-- About this exercise --
Give the entries again, word for word.
**** Data for analysis
//! Periodic expiry of finished job records.
//!
//! Terminal records are kept for a configurable TTL after they finish so
//! that callers have time to poll them, then deleted. Records that are still
//! PENDING or STARTED never expire.

use std::sync::Arc;
use std::time::Duration;

use chrono::Utc;
use taskhub_core::error::CoreError;
use tokio_util::sync::CancellationToken;

use crate::store::ResultStore;

/// Default time a finished record stays readable: 24 hours.
pub const DEFAULT_RESULT_TTL: Duration = Duration::from_secs(24 * 3600);

/// Default interval between cleanup passes.
pub const DEFAULT_CLEANUP_INTERVAL: Duration = Duration::from_secs(300);

/// Delete terminal records older than `ttl` once.
pub async fn purge_once(store: &dyn ResultStore, ttl: Duration) -> Result<u64, CoreError> {
    let ttl = chrono::Duration::from_std(ttl).unwrap_or(chrono::Duration::MAX);
    let cutoff = Utc::now()
        .checked_sub_signed(ttl)
        .unwrap_or(chrono::DateTime::<Utc>::MIN_UTC);
    store.purge_finished_before(cutoff).await
}

/// Run the retention loop until `cancel` is triggered.
pub async fn run(
    store: Arc<dyn ResultStore>,
    ttl: Duration,
    interval: Duration,
    cancel: CancellationToken,
) {
    tracing::info!(
        ttl_secs = ttl.as_secs(),
        interval_secs = interval.as_secs(),
        "Result retention job started"
    );

    let mut ticker = tokio::time::interval(interval);

    loop {
        tokio::select! {
            _ = cancel.cancelled() => {
                tracing::info!("Result retention job stopping");
                break;
            }
            _ = ticker.tick() => {
                match purge_once(store.as_ref(), ttl).await {
                    Ok(deleted) if deleted > 0 => {
                        tracing::info!(deleted, "Result retention: purged expired records");
                    }
                    Ok(_) => {
                        tracing::debug!("Result retention: nothing to purge");
                    }
                    Err(e) => {
                        tracing::error!(error = %e, "Result retention: cleanup failed");
                    }
                }
            }
        }
    }
}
********
-- Result --
//! Periodic expiry of finished job records.
//!
//! Terminal records are kept for a configurable TTL after they finish so
//! that callers have time to poll them, then deleted. Records that are still
//! PENDING or STARTED never expire.

use std::sync::Arc;
use std::time::Duration;

use chrono::Utc;
use taskhub_core::error::CoreError;
use tokio_util::sync::CancellationToken;

use crate::store::ResultStore;

/// Default time a finished record stays readable: 24 hours.
pub const DEFAULT_RESULT_TTL: Duration = Duration::from_secs(24 * 3600);

/// Default interval between cleanup passes.
pub const DEFAULT_CLEANUP_INTERVAL: Duration = Duration::from_secs(300);

/// Delete terminal records older than `ttl` once.
pub async fn purge_once(store: &dyn ResultStore, ttl: Duration) -> Result<u64, CoreError> {
    let ttl = chrono::Duration::from_std(ttl).unwrap_or(chrono::Duration::MAX);
    let cutoff = Utc::now()
        .checked_sub_signed(ttl)
        .unwrap_or(chrono::DateTime::<Utc>::MIN_UTC);
    store.purge_finished_before(cutoff).await
}

/// Run the retention loop until `cancel` is triggered.
pub async fn run(
    store: Arc<dyn ResultStore>,
    ttl: Duration,
    interval: Duration,
    cancel: CancellationToken,
) {
    tracing::info!(
        ttl_secs = ttl.as_secs(),
        interval_secs = interval.as_secs(),
        "Result retention job started"
    );

    let mut ticker = tokio::time::interval(interval);

    loop {
        tokio::select! {
            _ = cancel.cancelled() => {
                tracing::info!("Result retention job stopping");
                break;
            }
            _ = ticker.tick() => {
                match purge_once(store.as_ref(), ttl).await {
                    Ok(deleted) if deleted > 0 => {
                        tracing::info!(deleted, "Result retention: purged expired records");
                    }
                    Ok(_) => {
                        tracing::debug!("Result retention: nothing to purge");
                    }
                    Err(e) => {
                        tracing::error!(error = %e, "Result retention: cleanup failed");
                    }
                }
            }
        }
    }
}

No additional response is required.